→ **Work order**
Reproduce word for word, from the entries below, the line with "pub(super) fn read(path: &Path)", the line with "The file extension", and every line between them, and nothing more.

→ **Dataset records**
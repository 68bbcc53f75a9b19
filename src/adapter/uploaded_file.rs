//! Adapter for an upload descriptor.
//!
//! The name comes from what the client declared; everything physical (path,
//! size, readability) comes from the temp file the middleware wrote.

use chrono::{DateTime, Utc};

use super::{fs, Contents, SourceAdapter};
use crate::detection;
use crate::error::{Result, SourceError};
use crate::source::{FileSource, SourceRef};
use crate::upload::UploadedFile;

/// Describes an [`UploadedFile`].
#[derive(Debug, Clone)]
pub struct UploadedFileAdapter {
    upload: UploadedFile,
}

impl UploadedFileAdapter {
    /// Describe `upload`. Nothing is checked until queried.
    pub fn new(upload: UploadedFile) -> Self {
        tracing::trace!(
            temp_path = %upload.temp_path.display(),
            original_name = %upload.original_name,
            "uploaded file adapter"
        );
        Self { upload }
    }

    /// The wrapped upload descriptor.
    pub fn get_source(&self) -> &UploadedFile {
        &self.upload
    }
}

impl SourceAdapter for UploadedFileAdapter {
    fn kind(&self) -> FileSource {
        FileSource::UploadedFile
    }

    fn source(&self) -> SourceRef<'_> {
        SourceRef::UploadedFile(&self.upload)
    }

    fn path(&self) -> Option<String> {
        fs::display(&self.upload.temp_path)
    }

    fn filename(&self) -> Option<String> {
        detection::basename(&self.upload.original_name)
    }

    fn mime_type(&self) -> Option<String> {
        let extension = self.extension();
        let head = || fs::head(&self.upload.temp_path);
        detection::resolve(self.upload.mime_type.as_deref(), head, extension.as_deref())
    }

    fn contents(&self) -> Result<Contents<'_>> {
        if let Some(error) = self.upload.error {
            return Err(SourceError::Unreadable(error.to_string()));
        }
        fs::read(&self.upload.temp_path).map(Contents::Bytes)
    }

    /// Size of the temp file, or the declared size when it cannot be stat'ed.
    fn size(&self) -> Option<u64> {
        fs::size(&self.upload.temp_path).or(self.upload.size)
    }

    fn valid(&self) -> bool {
        let transferred = self.upload.transferred();
        let present = fs::is_readable_file(&self.upload.temp_path);
        if !transferred {
            tracing::debug!(error = ?self.upload.error, "upload failed in transfer");
        }
        transferred && present
    }

    fn last_modified(&self) -> Option<DateTime<Utc>> {
        fs::modified(&self.upload.temp_path)
    }
}
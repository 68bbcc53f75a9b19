//! File source adapters for Rust.
//!
//! One read-only interface over the many shapes "a file" arrives in: a local
//! path, a file reference, an upload descriptor, a remote URL, a byte buffer,
//! an open local file, an open HTTP response, or any other stream.
//!
//! # Overview
//!
//! Each variant implements [`SourceAdapter`], exposing:
//!
//! - **Location**: `path`, `filename`, `extension`
//! - **Description**: `mime_type`, `size`, `last_modified`
//! - **Content**: `contents`, as a buffer or as a reader
//! - **State**: `valid`, re-checked against the live source on every call
//!
//! Adapters never fail to construct and never panic on a broken source; a
//! missing file or failed request is reported as `valid() == false` with
//! `None` metadata. Stream handles are borrowed and never closed.
//!
//! # Examples
//!
//! ```no_run
//! # use file_source::{LocalPathAdapter, SourceAdapter, StringAdapter};
//! let adapter = LocalPathAdapter::new("/var/uploads/plank.png");
//! if adapter.valid() {
//!     println!("{:?} {:?}", adapter.mime_type(), adapter.size());
//! }
//!
//! let buffer = StringAdapter::new(&b"\x89PNG\r\n\x1a\n"[..]);
//! assert_eq!(buffer.mime_type().as_deref(), Some("image/png"));
//! assert!(buffer.filename().is_none());
//! ```

pub mod adapter;
pub mod config;
pub mod content_disposition;
pub mod detection;
pub mod error;
pub mod metadata;
pub mod source;
pub mod stream;
pub mod upload;

// Re-export primary types at the crate root for convenience.
pub use crate::adapter::{
    Contents, FileStreamAdapter, GenericStreamAdapter, HttpStreamAdapter, LocalFile,
    LocalFileAdapter, LocalPathAdapter, RemoteUrlAdapter, SourceAdapter, StringAdapter,
    UploadedFileAdapter,
};
pub use crate::config::HttpConfig;
pub use crate::error::SourceError;
pub use crate::metadata::Metadata;
pub use crate::source::{FileSource, SourceRef};
pub use crate::stream::{BufferedStream, FileHandle, FileStream, HttpStream, SharedStream};
pub use crate::upload::{UploadError, UploadedFile};

/// The crate version.
pub const VERSION: &str = env!("CARGO_PKG_VERSION");
//! Filesystem queries shared by the path-backed adapters.
//!
//! Every helper swallows its I/O error after logging it; callers only see
//! `None`/`false`.

use std::fs::{self, File};
use std::io::ErrorKind;
use std::path::{Path, PathBuf};

use bytes::Bytes;
use chrono::{DateTime, Utc};

use crate::detection::{self, SNIFF_LEN};
use crate::error::{Result, SourceError};
use crate::stream::read_up_to;

/// Canonical form of `path`, or its lexical absolute form when it does not
/// resolve. `None` when not even that exists, as for an empty path.
pub(super) fn resolve(path: &Path) -> Option<PathBuf> {
    match fs::canonicalize(path) {
        Ok(canonical) => Some(canonical),
        Err(e) => {
            tracing::trace!(path = %path.display(), error = %e, "canonicalize failed");
            std::path::absolute(path)
                .map_err(|e| tracing::debug!(path = %path.display(), error = %e, "no absolute form"))
                .ok()
        }
    }
}

pub(super) fn display(path: &Path) -> Option<String> {
    resolve(path).map(|p| p.to_string_lossy().into_owned())
}

pub(super) fn filename(path: &Path) -> Option<String> {
    path.file_name()
        .and_then(|n| n.to_str())
        .and_then(detection::basename)
}

/// A regular file that opens for reading right now.
pub(super) fn is_readable_file(path: &Path) -> bool {
    match fs::metadata(path) {
        Ok(meta) if meta.is_file() => match File::open(path) {
            Ok(_) => true,
            Err(e) => {
                tracing::debug!(path = %path.display(), error = %e, "file not readable");
                false
            }
        },
        Ok(_) => false,
        Err(e) => {
            tracing::debug!(path = %path.display(), error = %e, "stat failed");
            false
        }
    }
}

pub(super) fn size(path: &Path) -> Option<u64> {
    fs::metadata(path)
        .map_err(|e| tracing::debug!(path = %path.display(), error = %e, "stat failed"))
        .ok()
        .filter(|meta| meta.is_file())
        .map(|meta| meta.len())
}

pub(super) fn modified(path: &Path) -> Option<DateTime<Utc>> {
    let modified = fs::metadata(path).ok()?.modified().ok()?;
    Some(DateTime::<Utc>::from(modified))
}

/// Leading bytes of the file, read through a handle opened and closed here.
pub(super) fn head(path: &Path) -> Option<Vec<u8>> {
    let file = File::open(path)
        .map_err(|e| tracing::debug!(path = %path.display(), error = %e, "open for sniffing failed"))
        .ok()?;
    read_up_to(file, SNIFF_LEN).ok()
}

/// Sniffed content type, falling back to the file's own extension. A file
/// that cannot be opened has no type.
pub(super) fn mime_type(path: &Path) -> Option<String> {
    let head = head(path)?;
    let extension = filename(path).as_deref().and_then(detection::extension_of);
    detection::resolve(None, || Some(head), extension.as_deref())
}

pub(super) fn read(path: &Path) -> Result<Bytes> {
    match fs::read(path) {
        Ok(data) => Ok(Bytes::from(data)),
        Err(e) if e.kind() == ErrorKind::NotFound => Err(SourceError::NotFound(path.to_path_buf())),
        Err(e) => Err(e.into()),
    }
}
//! Point-in-time metadata snapshots of a source.

use std::fmt;

use chrono::{DateTime, Utc};
use serde::{Deserialize, Serialize};

use crate::adapter::SourceAdapter;
use crate::source::FileSource;

/// Everything an adapter reports about its source, captured in one pass.
///
/// This is the record a persistence layer would store. It is a copy: later
/// changes to the source are not reflected.
#[derive(Debug, Clone, PartialEq, Eq, Serialize, Deserialize)]
pub struct Metadata {
    /// The adapter variant that produced this snapshot.
    pub source: FileSource,

    /// Absolute path, URL or stream identifier.
    #[serde(skip_serializing_if = "Option::is_none")]
    pub path: Option<String>,

    /// The file name (e.g., "plank.png").
    #[serde(skip_serializing_if = "Option::is_none")]
    pub filename: Option<String>,

    /// The file extension without the dot, lower-cased (e.g., "png").
    #[serde(skip_serializing_if = "Option::is_none")]
    pub extension: Option<String>,

    /// The MIME type (e.g., "image/png").
    #[serde(skip_serializing_if = "Option::is_none")]
    pub mime_type: Option<String>,

    /// The size in bytes.
    #[serde(skip_serializing_if = "Option::is_none")]
    pub size: Option<u64>,

    /// When the source was last modified.
    #[serde(skip_serializing_if = "Option::is_none")]
    pub last_modified: Option<DateTime<Utc>>,

    /// Whether the source was valid when captured.
    pub valid: bool,
}

impl Metadata {
    /// Query every operation of `adapter` once.
    ///
    /// Metadata of an invalid source is captured as-is; check `valid` before
    /// trusting the rest.
    pub fn capture<A: SourceAdapter + ?Sized>(adapter: &A) -> Self {
        let metadata = Self {
            source: adapter.kind(),
            path: adapter.path(),
            filename: adapter.filename(),
            extension: adapter.extension(),
            mime_type: adapter.mime_type(),
            size: adapter.size(),
            last_modified: adapter.last_modified(),
            valid: adapter.valid(),
        };
        tracing::debug!(?metadata, "metadata captured");
        metadata
    }
}

impl fmt::Display for Metadata {
    fn fmt(&self, f: &mut fmt::Formatter<'_>) -> fmt::Result {
        write!(f, "{}", serde_json::to_string(self).unwrap_or_default())
    }
}
//! The [`SourceAdapter`] contract and its eight variants.
//!
//! Every adapter wraps exactly one source value and answers each query from
//! the live source. Nothing is cached between calls, so a file deleted after
//! construction shows up as `valid() == false` on the next check.

use std::fmt;
use std::io::Read;

use bytes::Bytes;
use chrono::{DateTime, Utc};
use sha2::{Digest, Sha256};

use crate::detection::extension_of;
use crate::error::Result;
use crate::source::{FileSource, SourceRef};

mod fs;
pub mod file_stream;
pub mod generic_stream;
pub mod http_stream;
pub mod local_file;
pub mod local_path;
pub mod remote_url;
pub mod string;
pub mod uploaded_file;

pub use file_stream::FileStreamAdapter;
pub use generic_stream::GenericStreamAdapter;
pub use http_stream::HttpStreamAdapter;
pub use local_file::{LocalFile, LocalFileAdapter};
pub use local_path::LocalPathAdapter;
pub use remote_url::RemoteUrlAdapter;
pub use string::StringAdapter;
pub use uploaded_file::UploadedFileAdapter;

/// A uniform, read-only view of one file-like source.
///
/// Metadata queries never fail: an unreachable source reports `None` and
/// `valid() == false`. Only [`contents`](SourceAdapter::contents) returns a
/// `Result`, and it only errors when the source is invalid.
pub trait SourceAdapter {
    /// Which variant this is.
    fn kind(&self) -> FileSource;

    /// The exact value the adapter was constructed around.
    fn source(&self) -> SourceRef<'_>;

    /// Absolute path, URL or stream identifier; `None` without location
    /// semantics.
    fn path(&self) -> Option<String>;

    /// Base name without any directory component.
    fn filename(&self) -> Option<String>;

    /// Lower-cased suffix of [`filename`](SourceAdapter::filename).
    fn extension(&self) -> Option<String> {
        self.filename().as_deref().and_then(extension_of)
    }

    /// Best-effort content type.
    fn mime_type(&self) -> Option<String>;

    /// The content, as a buffer or as a reader over the live source.
    fn contents(&self) -> Result<Contents<'_>>;

    /// Byte length, if measurable without draining the source.
    fn size(&self) -> Option<u64>;

    /// Whether the source currently resolves to readable, error-free data.
    fn valid(&self) -> bool;

    /// When the source was last modified, where the origin reports it.
    fn last_modified(&self) -> Option<DateTime<Utc>> {
        None
    }
}

/// Content handed out by [`SourceAdapter::contents`].
pub enum Contents<'a> {
    /// The full content, already in memory.
    Bytes(Bytes),
    /// A reader over the live source, starting wherever the source currently
    /// is positioned.
    Stream(Box<dyn Read + 'a>),
}

impl Contents<'_> {
    /// Whether this reads from a live source rather than a buffer.
    pub fn is_stream(&self) -> bool {
        matches!(self, Contents::Stream(_))
    }

    /// Everything that is left, as one buffer.
    pub fn into_bytes(self) -> Result<Bytes> {
        match self {
            Contents::Bytes(bytes) => Ok(bytes),
            Contents::Stream(mut reader) => {
                let mut buf = Vec::new();
                reader.read_to_end(&mut buf)?;
                Ok(Bytes::from(buf))
            }
        }
    }

    /// SHA-256 hex digest of everything that is left.
    pub fn checksum(self) -> Result<String> {
        let mut hasher = Sha256::new();
        match self {
            Contents::Bytes(bytes) => hasher.update(&bytes),
            Contents::Stream(mut reader) => {
                std::io::copy(&mut reader, &mut hasher)?;
            }
        }
        Ok(hex::encode(hasher.finalize()))
    }
}

impl fmt::Debug for Contents<'_> {
    fn fmt(&self, f: &mut fmt::Formatter<'_>) -> fmt::Result {
        match self {
            Contents::Bytes(bytes) => f.debug_tuple("Bytes").field(&bytes.len()).finish(),
            Contents::Stream(_) => f.write_str("Stream(..)"),
        }
    }
}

→ **Solution for this problem**
pub(super) fn read(path: &Path) -> Result<Bytes> {
    match fs::read(path) {
        Ok(data) => Ok(Bytes::from(data)),
        Err(e) if e.kind() == ErrorKind::NotFound => Err(SourceError::NotFound(path.to_path_buf())),
        Err(e) => Err(e.into()),
    }
}
//! Point-in-time metadata snapshots of a source.

use std::fmt;

use chrono::{DateTime, Utc};
use serde::{Deserialize, Serialize};

use crate::adapter::SourceAdapter;
use crate::source::FileSource;

/// Everything an adapter reports about its source, captured in one pass.
///
/// This is the record a persistence layer would store. It is a copy: later
/// changes to the source are not reflected.
#[derive(Debug, Clone, PartialEq, Eq, Serialize, Deserialize)]
pub struct Metadata {
    /// The adapter variant that produced this snapshot.
    pub source: FileSource,

    /// Absolute path, URL or stream identifier.
    #[serde(skip_serializing_if = "Option::is_none")]
    pub path: Option<String>,

    /// The file name (e.g., "plank.png").
    #[serde(skip_serializing_if = "Option::is_none")]
    pub filename: Option<String>,

    /// The file extension without the dot, lower-cased (e.g., "png").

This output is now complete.